Reproduce every line in the material below that holds "singular".

*** Block opens ***

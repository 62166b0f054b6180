// Copyright 2025 eraflo
//
// Licensed under the Apache License, Version 2.0 (the "License");
// you may not use this file except in compliance with the License.
// You may obtain a copy of the License at
//
//     http://www.apache.org/licenses/LICENSE-2.0
//
// Unless required by applicable law or agreed to in writing, software
// distributed under the License is distributed on an "AS IS" BASIS,
// WITHOUT WARRANTIES OR CONDITIONS OF ANY KIND, either express or implied.
// See the License for the specific language governing permissions and
// limitations under the License.

//! The ray/volume intersection test behind light-volume masks.
//!
//! The proxy cone is rasterized only to find candidate pixels. Whether a
//! pixel is lit is decided per pixel by reconstructing the surface position
//! stored in the G-buffer and testing it against the analytic unit cone.

use umbra_core::math::{Extent2D, Mat4, Vec3, Vec4};
use umbra_core::renderer::api::{
    pixel_to_ndc, slots, FragmentInput, FragmentOutput, FullscreenProgram, MeshProgram,
    TextureSampler, VertexInput, VertexOutput, MAX_VARYINGS,
};
use umbra_core::renderer::camera::reconstruct_view_position;

/// Returns `true` if `local` lies inside the unit cone, within `epsilon`.
///
/// The unit cone has its apex at the origin and its base disc of radius 1 at
/// `z = 1`.
#[inline]
pub fn inside_unit_cone(local: Vec3, epsilon: f32) -> bool {
    if local.z < -epsilon || local.z > 1.0 + epsilon {
        return false;
    }
    let radial = (local.x * local.x + local.y * local.y).sqrt();
    radial <= local.z + epsilon
}

/// Returns `true` if the view-space `position` lies inside the volume that
/// `volume_to_view` places the unit cone at.
///
/// A singular transform encloses nothing.
///
/// # Examples
///
/// ```
/// use umbra_core::math::{Mat4, Vec3};
/// use umbra_lanes::render_lane::shaders::inside_volume;
///
/// // A cone of range 10 and radius 2 pointing down +Z from the origin.
/// let cone = Mat4::from_scale(Vec3::new(2.0, 2.0, 10.0));
/// assert!(inside_volume(Vec3::new(0.0, 0.0, 5.0), &cone, 0.001));
/// assert!(!inside_volume(Vec3::new(0.0, 0.0, 11.0), &cone, 0.001));
/// assert!(!inside_volume(Vec3::new(1.5, 0.0, 5.0), &cone, 0.001));
/// ```
pub fn inside_volume(position: Vec3, volume_to_view: &Mat4, epsilon: f32) -> bool {
    match volume_to_view.inverse() {
        Some(view_to_volume) => {
            inside_unit_cone(view_to_volume.transform_point3(position), epsilon)
        }
        None => false,
    }
}

/// Uniforms of the mask pass for one light.
#[repr(C)]
#[derive(Debug, Clone, Copy, PartialEq, bytemuck::Pod, bytemuck::Zeroable)]
pub struct VolumeMaskUniforms {
    /// Unit cone to clip space.
    pub volume_to_clip: Mat4,
    /// View space to unit cone space.
    pub view_to_volume: Mat4,
    /// Inverse of the camera projection.
    pub inverse_projection: Mat4,
    /// x = intersection epsilon, yzw = padding.
    pub params: [f32; 4],
}

impl VolumeMaskUniforms {
    /// Builds the uniforms of a volume placed in view space by `volume_to_view`.
    ///
    /// Returns `None` if the volume or the projection is singular.
    pub fn new(
        volume_to_view: Mat4,
        projection: &Mat4,
        epsilon: f32,
    ) -> Option<Self> {
        Some(Self {
            volume_to_clip: *projection * volume_to_view,
            view_to_volume: volume_to_view.inverse()?,
            inverse_projection: projection.inverse()?,
            params: [epsilon, 0.0, 0.0, 0.0],
        })
    }
}

/// Rasterizes a proxy volume and writes 1 where the G-buffer surface lies
/// inside the light volume.
///
/// Pixels that fail the test are discarded, so the target must be cleared to
/// zero beforehand.
#[derive(Debug, Clone, Copy)]
pub struct VolumeMaskProgram {
    /// The volume being tested.
    pub uniforms: VolumeMaskUniforms,
}

impl VolumeMaskProgram {
    /// Tests the surface seen through `pixel`, given its view-space depth.
    pub fn covers(&self, pixel: [u32; 2], extent: Extent2D, view_z: f32) -> bool {
        // Background pixels keep the cleared depth of zero.
        if view_z <= 0.0 {
            return false;
        }
        let ndc = pixel_to_ndc(pixel, extent);
        let position = reconstruct_view_position(ndc, view_z, &self.uniforms.inverse_projection);
        let local = self.uniforms.view_to_volume.transform_point3(position);
        inside_unit_cone(local, self.uniforms.params[0])
    }
}

impl MeshProgram for VolumeMaskProgram {
    fn vertex(&self, input: &VertexInput) -> VertexOutput {
        VertexOutput {
            clip: self.uniforms.volume_to_clip * input.position.extend(1.0),
            varyings: [Vec4::ZERO; MAX_VARYINGS],
        }
    }

    fn fragment(
        &self,
        input: &FragmentInput,
        textures: &dyn TextureSampler,
    ) -> Option<FragmentOutput> {
        let view_z = textures.load(slots::VIEW_Z, input.pixel).x;
        self.covers(input.pixel, input.extent, view_z)
            .then(|| FragmentOutput::single(Vec4::ONE))
    }
}

/// Displays the mask bound to [`slots::MASK`] as an opaque grey-scale image.
#[derive(Debug, Clone, Copy, Default)]
pub struct MaskDebugProgram;

impl FullscreenProgram for MaskDebugProgram {
    fn shade(&self, pixel: [u32; 2], _extent: Extent2D, textures: &dyn TextureSampler) -> Vec4 {
        let m = textures.load(slots::MASK, pixel).x;
        Vec4::new(m, m, m, 1.0)
    }
}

*** Block closes ***

> _Task response_:
/// A singular transform encloses nothing.
    /// Returns `None` if the volume or the projection is singular.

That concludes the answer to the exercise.